What is needed: Your task is to reproduce exactly the lines that run from the beginning of the data through the line where "timer from firing" appears.

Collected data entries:
//! End-to-end scenarios exercising the orchestrator/manager/health/ipc
//! wiring together, not just one module in isolation.

use std::sync::Arc;

use messaged::adapter::fake::FakePlatformAdapter;
use messaged::adapter::PlatformAdapterError;
use messaged::{HealthMonitor, NotificationDispatcher, Orchestrator, PlatformManager};
use messages_core::{Normalizer, StateStore};
use tokio::io::{AsyncBufReadExt, AsyncWriteExt, BufReader};
use tokio::net::UnixStream;

fn build_manager(
    platforms: &[&str],
    backoff_schedule_ms: Vec<u64>,
) -> (
    Arc<PlatformManager>,
    tokio::sync::mpsc::Receiver<(String, messaged::AdapterEvent)>,
) {
    let (tx, rx) = tokio::sync::mpsc::channel(256);
    let manager = Arc::new(PlatformManager::new(
        platforms.iter().map(|s| s.to_string()).collect(),
        backoff_schedule_ms,
        3,
        tx,
    ));
    (manager, rx)
}

/// Scenario 4: with two authenticated platforms, one connects and one fails
/// to start — status summary reports healthy=1/total=2 and the aggregate
/// health is degraded, not healthy or fully unhealthy.
#[tokio::test]
async fn partial_daemon_health_reports_degraded() {
    // A long backoff keeps the failed platform's recovery timer from firing
    // mid-test and flipping it back to connected before the health check runs.
    let (manager, mut adapter_rx) = build_manager(&["signal", "telegram"], vec![60_000]);

    let good = FakePlatformAdapter::new("signal");
    let bad = FakePlatformAdapter::new("telegram");
    bad.fail_next_start(PlatformAdapterError::AuthRejected {
        platform: "telegram".to_string(),
        reason: "bad token".to_string(),
    });

    manager.register(Arc::new(good.clone())).await;
    manager.register(Arc::new(bad.clone())).await;

    manager.clone().start_platform("signal").await;
    manager.clone().start_platform("telegram").await;

    // Drain a few events so the manager's post-start state mutations land.
    for _ in 0..2 {
        let _ = tokio::time::timeout(std::time::Duration::from_secs(1), adapter_rx.recv()).await;
    }
    tokio::task::yield_now().await;

    let (health_tx, _health_rx) = tokio::sync::mpsc::channel(16);
    let monitor = HealthMonitor::new(manager.clone(), 60_000, 60_000, 3, health_tx);
    let report = monitor.check_once(chrono::Utc::now().timestamp_millis()).await;

    let healthy_count = report.platforms.iter().filter(|p| !p.unhealthy).count();
    assert_eq!(healthy_count, 1);
    assert_eq!(report.platforms.len(), 2);
    assert_eq!(report.overall, messaged::AggregateHealth::Degraded);
}

/// Scenario 5: two requests on one connection get two responses in order,
/// and restart-platform on an unknown platform fails cleanly without
/// closing the connection.
#[tokio::test]
async fn ipc_dispatch_handles_multiple_requests_on_one_connection() {
    let dir = tempfile::tempdir().unwrap();
    let socket_path = dir.path().join("messaged.sock");
    let db_path = dir.path().join("state.db");

    let store = Arc::new(StateStore::open(&db_path).unwrap());
    let normalizer = Arc::new(Normalizer::new(store.clone()));
    let notify = Arc::new(NotificationDispatcher::new(
        dir.path().join("daemon.log"),
        60_000,
        10 * 1024 * 1024,
        None,
    ));

    let (manager, _adapter_rx) = build_manager(&["signal"], vec![10_000, 30_000, 60_000]);
    manager
        .register(Arc::new(FakePlatformAdapter::new("signal")))
        .await;

    let (health_tx, _health_rx) = tokio::sync::mpsc::channel(16);
    let health_monitor = Arc::new(HealthMonitor::new(manager.clone(), 60_000, 60_000, 3, health_tx));

    let (shutting_down_tx, shutting_down_rx) = tokio::sync::watch::channel(false);
    let orchestrator = Arc::new(Orchestrator::new(
        manager.clone(),
        health_monitor,
        notify,
        store,
        normalizer,
        std::process::id(),
        shutting_down_tx.clone(),
    ));

    let serve_socket = socket_path.clone();
    let serve_orchestrator = orchestrator.clone();
    let serve_rx = shutting_down_rx.clone();
    let serve_handle = tokio::spawn(async move {
        messaged::ipc::serve(serve_socket, serve_orchestrator, serve_rx).await
    });

    // Give the listener a moment to bind.
    for _ in 0..50 {
        if socket_path.exists() {
            break;
        }
        tokio::time::sleep(std::time::Duration::from_millis(10)).await;
    }

    let stream = UnixStream::connect(&socket_path).await.unwrap();
    let (read_half, mut write_half) = stream.into_split();
    let mut lines = BufReader::new(read_half).lines();

    write_half.write_all(b"{\"type\":\"status\"}\n").await.unwrap();
    let first: serde_json::Value =
        serde_json::from_str(&lines.next_line().await.unwrap().unwrap()).unwrap();
    assert_eq!(first["success"], true);

    write_half
        .write_all(b"{\"type\":\"restart-platform\",\"platform\":\"does-not-exist\"}\n")
        .await
        .unwrap();
    let second: serde_json::Value =
        serde_json::from_str(&lines.next_line().await.unwrap().unwrap()).unwrap();
    assert_eq!(second["success"], false);

    let _ = shutting_down_tx.send(true);
    drop(write_half);
    let _ = tokio::time::timeout(std::time::Duration::from_secs(2), serve_handle).await;
}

Answer for the task:
//! End-to-end scenarios exercising the orchestrator/manager/health/ipc
//! wiring together, not just one module in isolation.

use std::sync::Arc;

use messaged::adapter::fake::FakePlatformAdapter;
use messaged::adapter::PlatformAdapterError;
use messaged::{HealthMonitor, NotificationDispatcher, Orchestrator, PlatformManager};
use messages_core::{Normalizer, StateStore};
use tokio::io::{AsyncBufReadExt, AsyncWriteExt, BufReader};
use tokio::net::UnixStream;

fn build_manager(
    platforms: &[&str],
    backoff_schedule_ms: Vec<u64>,
) -> (
    Arc<PlatformManager>,
    tokio::sync::mpsc::Receiver<(String, messaged::AdapterEvent)>,
) {
    let (tx, rx) = tokio::sync::mpsc::channel(256);
    let manager = Arc::new(PlatformManager::new(
        platforms.iter().map(|s| s.to_string()).collect(),
        backoff_schedule_ms,
        3,
        tx,
    ));
    (manager, rx)
}

/// Scenario 4: with two authenticated platforms, one connects and one fails
/// to start — status summary reports healthy=1/total=2 and the aggregate
/// health is degraded, not healthy or fully unhealthy.
#[tokio::test]
async fn partial_daemon_health_reports_degraded() {
    // A long backoff keeps the failed platform's recovery timer from firing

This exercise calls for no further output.